あと、残りの時間で何点か確認をさせていただきたいんですが、国家戦略スタッフ、それから政務スタッフ、それについて、それぞれ何人ぐらいを考えているのか。あわせて、国家戦略スタッフと首相補佐官の関係はどうなるのか。また、政務専門官と政務スタッフ及び大臣政務官の違いは何なのか。この点についてお答えいただけますか。
○渡辺国務大臣 国家戦略スタッフは、戦略的かつ機動的な政策判断や迅速な意思決定の必要性が増大する中で、総理大臣による政治主導の強化を図る必要がございます。そのために、国家の重要な政策の企画立案に関して、総理大臣を補佐する職として設置をするものでございます。規模や現存する職との関係等、具体的な制度化の内容については、基本法成立後に検討をしていくことになります。
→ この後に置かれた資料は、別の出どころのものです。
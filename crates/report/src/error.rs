use std::path::PathBuf;
use thiserror::Error;

#[derive(Error, Debug)]
pub enum ReportError {
    #[error("Cannot read input file '{}': {source}", path.display())]
    FileAccess {
        path: PathBuf,
        #[source]
        source: std::io::Error,
    },

    #[error("Input file '{}' is not a JSON array of objects: {source}", path.display())]
    Parse {
        path: PathBuf,
        #[source]
        source: serde_json::Error,
    },

    #[error("Cannot write report '{}': {source}", path.display())]
    Write {
        path: PathBuf,
        #[source]
        source: std::io::Error,
    },

    #[error("Failed to serialize report as JSON: {0}")]
    Serialize(#[from] serde_json::Error),

    #[error("Failed to build XML document: {0}")]
    Xml(#[source] Box<dyn std::error::Error + Send + Sync>),

    #[error("Column '{0}' cannot be used as an XML element name.")]
    InvalidElementName(String),
}
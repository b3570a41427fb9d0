pub mod enums;
pub mod error;
pub mod record;

// Re-export the core types to provide a clean public API.
pub use enums::OutputFormat;
pub use error::CoreError;
pub use record::{Record, column_names, parse_query_number, value_to_text};
use crate::error::DbError;

pub const ROOMS: &str = "rooms";
pub const STUDENTS: &str = "students";

/// A column of a managed table.
#[derive(Debug, Clone, Copy, PartialEq, Eq)]
pub struct ColumnDef {
    pub name: &'static str,
    /// The type bound values are cast to on insert. Length limits are left out so
    /// that oversized values are rejected by the column instead of truncated.
    pub cast_type: &'static str,
}

/// The static definition of one table managed by this tool.
#[derive(Debug, Clone, PartialEq, Eq)]
pub struct TableSchema {
    pub name: &'static str,
    pub columns: Vec<ColumnDef>,
    /// `CREATE TABLE IF NOT EXISTS ...`, safe to run repeatedly.
    pub create_sql: &'static str,
}

/// One of the fixed, read-only reporting queries.
#[derive(Debug, Clone, PartialEq, Eq)]
pub struct ReportQuery {
    /// 1-based position in the catalog, also used in output file names.
    pub number: usize,
    pub title: &'static str,
    pub sql: &'static str,
}

/// The immutable set of table definitions and report queries.
///
/// Built once at start-up with [`Catalog::standard`] and handed to whoever needs it.
#[derive(Debug, Clone, PartialEq, Eq)]
pub struct Catalog {
    tables: Vec<TableSchema>,
    queries: Vec<ReportQuery>,
}

impl TableSchema {
    /// `DROP TABLE IF EXISTS ... CASCADE`, safe to run whether or not the table exists.
    pub fn drop_sql(&self) -> String {
        format!("DROP TABLE IF EXISTS {} CASCADE", self.name)
    }

    pub fn column(&self, name: &str) -> Option<&ColumnDef> {
        self.columns.iter().find(|c| c.name == name)
    }

    /// Builds a parameterized insert for the given columns, in the given order.
    ///
    /// Every placeholder is cast to the column's declared type, so values can be
    /// bound with whatever JSON type they arrived in. Column names are taken from
    /// the schema, never from the caller's text.
    pub fn insert_sql(&self, columns: &[&str]) -> Result<String, DbError> {
        let defs = columns
            .iter()
            .map(|name| {
                self.column(name).ok_or_else(|| DbError::UnknownColumn {
                    table: self.name.to_string(),
                    column: name.to_string(),
                })
            })
            .collect::<Result<Vec<_>, _>>()?;

        let names = defs.iter().map(|c| c.name).collect::<Vec<_>>().join(", ");
        let placeholders = defs
            .iter()
            .enumerate()
            .map(|(i, c)| format!("${}::{}", i + 1, c.cast_type))
            .collect::<Vec<_>>()
            .join(", ");

        Ok(format!(
            "INSERT INTO {} ({}) VALUES ({})",
            self.name, names, placeholders
        ))
    }
}

impl Catalog {
    /// The `rooms`/`students` schema and the four dormitory reports.
    pub fn standard() -> Self {
        let rooms = TableSchema {
            name: ROOMS,
            columns: vec![
                ColumnDef { name: "id", cast_type: "INT" },
                ColumnDef { name: "name", cast_type: "VARCHAR" },
            ],
            create_sql: "CREATE TABLE IF NOT EXISTS rooms (id INT PRIMARY KEY, name VARCHAR(9))",
        };

        let students = TableSchema {
            name: STUDENTS,
            columns: vec![
                ColumnDef { name: "birthday", cast_type: "TIMESTAMP" },
                ColumnDef { name: "id", cast_type: "INT" },
                ColumnDef { name: "name", cast_type: "VARCHAR" },
                ColumnDef { name: "room", cast_type: "INT" },
                ColumnDef { name: "sex", cast_type: "VARCHAR" },
            ],
            create_sql: r#"
            CREATE TABLE IF NOT EXISTS students (
                birthday TIMESTAMP,
                id INT PRIMARY KEY,
                name VARCHAR(30),
                room INT NOT NULL,
                sex VARCHAR(1),
                FOREIGN KEY (room) REFERENCES rooms (id)
            )
            "#,
        };

        let queries = vec![
            ReportQuery {
                number: 1,
                title: "Number of students per room",
                sql: r#"
                SELECT r.name AS room_name, COUNT(s.id) AS students_count
                FROM rooms AS r
                JOIN students AS s ON s.room = r.id
                GROUP BY r.id, r.name
                ORDER BY r.id ASC
                "#,
            },
            ReportQuery {
                number: 2,
                title: "Top 5 rooms with the lowest average student age",
                sql: r#"
                SELECT r.name AS room_name, AVG(CURRENT_DATE - s.birthday) AS average_age
                FROM rooms AS r
                JOIN students AS s ON s.room = r.id
                GROUP BY r.id, r.name
                ORDER BY average_age ASC, r.id ASC
                LIMIT 5
                "#,
            },
            ReportQuery {
                number: 3,
                title: "Top 5 rooms with the largest age difference",
                sql: r#"
                SELECT r.name AS room_name,
                       MAX(CURRENT_DATE - s.birthday) - MIN(CURRENT_DATE - s.birthday) AS age_range
                FROM rooms AS r
                JOIN students AS s ON s.room = r.id
                GROUP BY r.id, r.name
                ORDER BY age_range DESC, r.id ASC
                LIMIT 5
                "#,
            },
            ReportQuery {
                number: 4,
                title: "Rooms shared by students of both sexes",
                sql: r#"
                SELECT r.name AS room_name
                FROM rooms AS r
                JOIN students AS s ON s.room = r.id
                GROUP BY r.id, r.name
                HAVING COUNT(DISTINCT s.sex) = 2
                ORDER BY r.id ASC
                "#,
            },
        ];

        Self {
            tables: vec![rooms, students],
            queries,
        }
    }

    /// Tables in dependency order: referenced tables come first.
    pub fn tables(&self) -> &[TableSchema] {
        &self.tables
    }

    pub fn table(&self, name: &str) -> Result<&TableSchema, DbError> {
        self.tables
            .iter()
            .find(|t| t.name == name)
            .ok_or_else(|| DbError::UnknownTable(name.to_string()))
    }

    pub fn queries(&self) -> &[ReportQuery] {
        &self.queries
    }

    /// Looks up a report by its 1-based number.
    pub fn query(&self, number: usize) -> Result<&ReportQuery, DbError> {
        number
            .checked_sub(1)
            .and_then(|index| self.queries.get(index))
            .ok_or(DbError::QuerySelection {
                selected: number,
                available: self.queries.len(),
            })
    }
}
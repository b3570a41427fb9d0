use thiserror::Error;

#[derive(Error, Debug)]
pub enum DbError {
    #[error("Failed to connect to the database: {0}")]
    ConnectionError(#[source] sqlx::Error),

    #[error("The database manager is already connected.")]
    AlreadyConnected,

    #[error("The database manager is not connected.")]
    NotConnected,

    #[error("Failed to {action} table '{table}': {source}")]
    SchemaError {
        action: &'static str,
        table: String,
        #[source]
        source: sqlx::Error,
    },

    #[error("Constraint violation while inserting row {row} into '{table}': {source}")]
    ConstraintViolation {
        table: String,
        row: usize,
        #[source]
        source: sqlx::Error,
    },

    #[error("Refusing to insert an empty batch into '{0}'.")]
    EmptyBatch(String),

    #[error("Row {row} for '{table}' has columns [{found}], expected [{expected}].")]
    ColumnMismatch {
        table: String,
        row: usize,
        expected: String,
        found: String,
    },

    #[error("Table '{table}' has no column named '{column}'.")]
    UnknownColumn { table: String, column: String },

    #[error("Unknown table '{0}'.")]
    UnknownTable(String),

    #[error("Invalid query selection {selected}: expected a number from 1 to {available}.")]
    QuerySelection { selected: usize, available: usize },

    #[error("Column '{column}' has a type this tool cannot export: {type_name}.")]
    UnsupportedColumnType { column: String, type_name: String },

    #[error("Database query failed: {0}")]
    QueryError(#[from] sqlx::Error),
}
また、政務スタッフについては、特定の政策の企画立案及び政務に関し、大臣を補佐する職として設置をするものでございます。その規模や現存する職との関係等、具体的な制度化の内容については、基本法成立後に検討をしていく課題となります。
○塩川委員 国家戦略スタッフと首相補佐官の関係、違いについての具体的な御説明はありませんでした。
いずれにせよ、政策の企画立案などで補佐をするという立場では同じような組織だというふうに我々としては受けとめておりますけれども、実際、この首相補佐官自体、五名の定員なのに、今の福田内閣では使い切っていないわけですよね。三名しかいないわけです。ですから、実際、今の首相補佐官でさえ使い切っていないのに、国家戦略スタッフを設けて本当に機能するのか、この点について最後にお答えいただければと思います。
○渡辺国務大臣 真の議院内閣制のもとで政治主導を実現するためには、裏方が必要となります。まさに、その裏方部隊というのを担うのが国家戦略スタッフであり、政務スタッフでございます。戦略は細部に宿るという格言がございますが、まさに細部にわたる戦略の企画立案を行うのがこれらのスタッフでございます。
○塩川委員 現行の首相補佐官も特定の分野についての戦略を立てるということで置かれているわけで、それすら十分に活用できなくて、こういうのがそもそも機能するのかという点について申し上げて、質問を終わります。
○中野委員長 次回は、公報をもってお知らせすることとし、本日は、これにて散会いたします。